Wer Zwiebeltürme an Kirchtürmen nur flüchtig und von Weitem betrachtet, ist versucht, deren Dacheindeckungen vorschnell über einen Kamm zu scheren. Dabei gibt es zahlreiche Unterschiede: Schon allein die Aufzählung der Dachdeckungsmaterialien und Deckungsarten könnte Bücher füllen – Verschiedenheiten bei Bauform und Größe erst recht. Ein Turmdach, das besondere Beachtung verdient, ist die mächtige Doppelzwiebel der neubarocken römisch-katholischen Pfarrkirche der Gemeinde Höchst (Bezirk Bregenz in Vorarlberg, Österreich). Das 1908 bis 1910 nach Plänen des Schweizer Architekten Albert Rimli mit dem Baumeister Cornel Rhomberg errichtete Bauwerk verfügt über ein Querschiff, eine geschwungene Giebelfassade und einen schlanken Nordturm mit einer imposanten Zwiebelhaube. Mit 81 m ist er der höchste Kirchturm Vorarlbergs. Davon messen schon allein die zwei mächtigen Kupferzwiebeln ca. 9 bzw. 6 m in der Höhe.
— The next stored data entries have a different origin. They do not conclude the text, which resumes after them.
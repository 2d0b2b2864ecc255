//! Auxiliary surfaces backed by tokio tasks.
//!
//! Each opened surface runs a [`PageAgent`] over a paged HTTP view of its
//! URL. Closing the surface aborts the task.

use std::collections::HashMap;
use std::sync::atomic::{AtomicU64, Ordering};
use std::sync::{Arc, Mutex, MutexGuard};

use bookhub_core::{HarvestSettings, SessionStatus, SurfaceRecord, TabId, WindowId};
use bookhub_engine::{
    decode_page, AgentMode, Fetcher, PageAgent, PagedHttpSource, RelayClient, SnapshotStore,
    SurfaceError, SurfaceHost, SyncSession,
};
use bookhub_logging::{bookhub_debug, bookhub_info, bookhub_warn};
use tokio::sync::mpsc;
use tokio::task::JoinHandle;
use url::Url;

/// Window ids live in their own range so they never collide with tab ids.
pub const WINDOW_ID_BASE: WindowId = 1_000;

#[derive(Debug, Clone, Copy, PartialEq, Eq)]
pub enum SurfaceEvent {
    /// Closed through the host.
    Closed(TabId),
    /// The surface's agent returned on its own.
    Ended(TabId),
}

struct Surface {
    window_id: WindowId,
    task: JoinHandle<()>,
}

type SurfaceMap = Arc<Mutex<HashMap<TabId, Surface>>>;
type SessionMap = Arc<Mutex<HashMap<TabId, SyncSession>>>;

pub struct TaskSurfaceHost {
    relay: RelayClient,
    store: Arc<dyn SnapshotStore>,
    fetcher: Arc<dyn Fetcher>,
    settings: HarvestSettings,
    next_tab: AtomicU64,
    surfaces: SurfaceMap,
    sessions: SessionMap,
    events: mpsc::UnboundedSender<SurfaceEvent>,
}

impl TaskSurfaceHost {
    pub fn new(
        relay: RelayClient,
        store: Arc<dyn SnapshotStore>,
        fetcher: Arc<dyn Fetcher>,
        settings: HarvestSettings,
    ) -> (Self, mpsc::UnboundedReceiver<SurfaceEvent>) {
        let (events, events_rx) = mpsc::unbounded_channel();
        let host = Self {
            relay,
            store,
            fetcher,
            settings,
            next_tab: AtomicU64::new(1),
            surfaces: Arc::new(Mutex::new(HashMap::new())),
            sessions: Arc::new(Mutex::new(HashMap::new())),
            events,
        };
        (host, events_rx)
    }

    /// Status of the sync session that ran in `tab_id`, if one was started.
    /// It outlives the surface.
    pub fn session_status(&self, tab_id: TabId) -> Option<SessionStatus> {
        lock(&self.sessions).get(&tab_id).map(SyncSession::status)
    }

    /// Aborts every surface still running.
    pub fn close_all(&self) {
        let drained: Vec<_> = lock(&self.surfaces).drain().collect();
        for (tab_id, surface) in drained {
            bookhub_debug!("aborting surface {}", tab_id);
            surface.task.abort();
        }
    }

    fn close(&self, tab_id: TabId) -> Result<(), SurfaceError> {
        let surface = lock(&self.surfaces)
            .remove(&tab_id)
            .ok_or_else(|| SurfaceError::new(format!("no open surface {tab_id}")))?;
        surface.task.abort();
        bookhub_info!("surface {} closed", tab_id);
        let _ = self.events.send(SurfaceEvent::Closed(tab_id));
        Ok(())
    }
}

#[async_trait::async_trait]
impl SurfaceHost for TaskSurfaceHost {
    async fn open(&self, url: &Url) -> Result<SurfaceRecord, SurfaceError> {
        let tab_id = self.next_tab.fetch_add(1, Ordering::Relaxed);
        let window_id = WINDOW_ID_BASE + tab_id;
        let source = Arc::new(PagedHttpSource::new(url.clone(), self.fetcher.clone()));
        let agent = PageAgent::new(
            url.clone(),
            source,
            self.store.clone(),
            self.relay.for_tab(tab_id),
        )
        .with_settings(self.settings);

        let fetcher = self.fetcher.clone();
        let page = url.clone();
        let surfaces = Arc::clone(&self.surfaces);
        let sessions = Arc::clone(&self.sessions);
        let events = self.events.clone();

        {
            // Held across the spawn so a fast agent cannot finish before it is registered.
            let mut open = lock(&self.surfaces);
            let task = tokio::spawn(async move {
                run_agent(&agent, fetcher.as_ref(), &page, |session| {
                    lock(&sessions).insert(tab_id, session);
                })
                .await;
                if lock(&surfaces).remove(&tab_id).is_some() {
                    let _ = events.send(SurfaceEvent::Ended(tab_id));
                }
            });
            open.insert(tab_id, Surface { window_id, task });
        }
        bookhub_debug!("surface {} spawned for {}", tab_id, url);

        Ok(SurfaceRecord {
            tab_id,
            window_id: Some(window_id),
        })
    }

    async fn close_window(&self, window_id: WindowId) -> Result<(), SurfaceError> {
        let tab_id = lock(&self.surfaces)
            .iter()
            .find(|(_, surface)| surface.window_id == window_id)
            .map(|(tab_id, _)| *tab_id)
            .ok_or_else(|| SurfaceError::new(format!("no open window {window_id}")))?;
        self.close(tab_id)
    }

    async fn close_tab(&self, tab_id: TabId) -> Result<(), SurfaceError> {
        self.close(tab_id)
    }

    async fn keep_alive(&self, tab_id: TabId) -> Result<(), SurfaceError> {
        // Task surfaces are never reclaimed while open.
        bookhub_debug!("keep-alive for surface {}", tab_id);
        Ok(())
    }
}

async fn run_agent(
    agent: &PageAgent,
    fetcher: &dyn Fetcher,
    page: &Url,
    register: impl FnOnce(SyncSession),
) {
    match agent.mode() {
        AgentMode::AutoSync => {
            let session = agent.auto_sync_session();
            register(session.clone());
            let result = session.start().await;
            match result {
                Ok(_) => bookhub_info!("{}", session.status().summary()),
                Err(_) => bookhub_warn!("{}", session.status().summary()),
            }
        }
        AgentMode::Library => {
            // No live page to watch; only the retry schedule refreshes.
            let (_, changes) = mpsc::channel(1);
            let (refresher, guard) = agent.mount_library(changes).await;
            guard.join().await;
            bookhub_info!("library view holds {} records", refresher.collection().len());
        }
        AgentMode::Product => {
            let html = match fetcher.fetch(page).await {
                Ok(output) => {
                    match decode_page(&output.bytes, output.metadata.content_type.as_deref()) {
                        Ok(decoded) => decoded.html,
                        Err(err) => {
                            bookhub_warn!("product page {} undecodable: {}", page, err);
                            return;
                        }
                    }
                }
                Err(err) => {
                    bookhub_warn!("product page {} unavailable: {}", page, err);
                    return;
                }
            };
            match agent.resolve_product(&html).await {
                Some(record) => bookhub_info!(
                    "product {:?} resolved from {:?}",
                    record.title,
                    record.source
                ),
                None => bookhub_debug!("{} is not a product page", page),
            }
        }
    }
}

fn lock<T>(map: &Mutex<HashMap<TabId, T>>) -> MutexGuard<'_, HashMap<TabId, T>> {
    map.lock().unwrap_or_else(|poisoned| poisoned.into_inner())
}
Die Gesamthöhe der Turmhaube beträgt rund 25 m.
Schadensanalyse und Turmmarketing
An der über 100 Jahre alten Turmhaube wurden partiell undichte Stellen lokalisiert. Flugaufnahmen mit der Drohne haben gezeigt, dass Nähte aufgeplatzt waren. Zudem waren zahlreiche Spannungrisse durch Schwingungen und Sogeinwirkung in der Kupfereindeckung entstanden, sodass einige Kupferbauteile schon bei wenig Wind in Bewegung gerieten. Auch das Turmkreuz wies Risse auf. Obwohl der untere Teil der Turmeindeckung bereits vor rund 45 Jahren saniert worden war, wurde der Turm von Grund auf saniert. Dazu gehörte neben der Neueindeckung der Turmhaube auch die komplette Erneuerung bzw. Aufdopplung der Holzkonstruktion. Sie war durch die Undichtigkeiten stellenweise stark in Mitleidenschaft geraten und entsprach nicht mehr den heutigen Anforderungen bzw. Vorschriften. Darüber hinaus wurden Steinmetzarbeiten ausgeführt und die Kirchturmuhr samt Zifferblättern überarbeitet.
Während der fast zweijährigen Sanierungsphase schaffte es der Kirchturm gleich mehrere Male in die Presse und sogar im Fernsehen wurde über die Turmsanierung berichtet. Zum Beispiel wurde das mächtige Baugerüst in der Vorweihnachtszeit beleuchtet und die Turmbaustelle in eine weithin sichtbare Adventskerze verwandelt. Ebenfalls erwähnenswert ist das Engagement zweier Schülerinnen der Handelsakademie Lustenau. Im Rahmen ihrer Diplomarbeit starteten sie ein Internetprojekt und informierten viele Menschen über das Bauvorhaben sowie die Leistung der Handwerker.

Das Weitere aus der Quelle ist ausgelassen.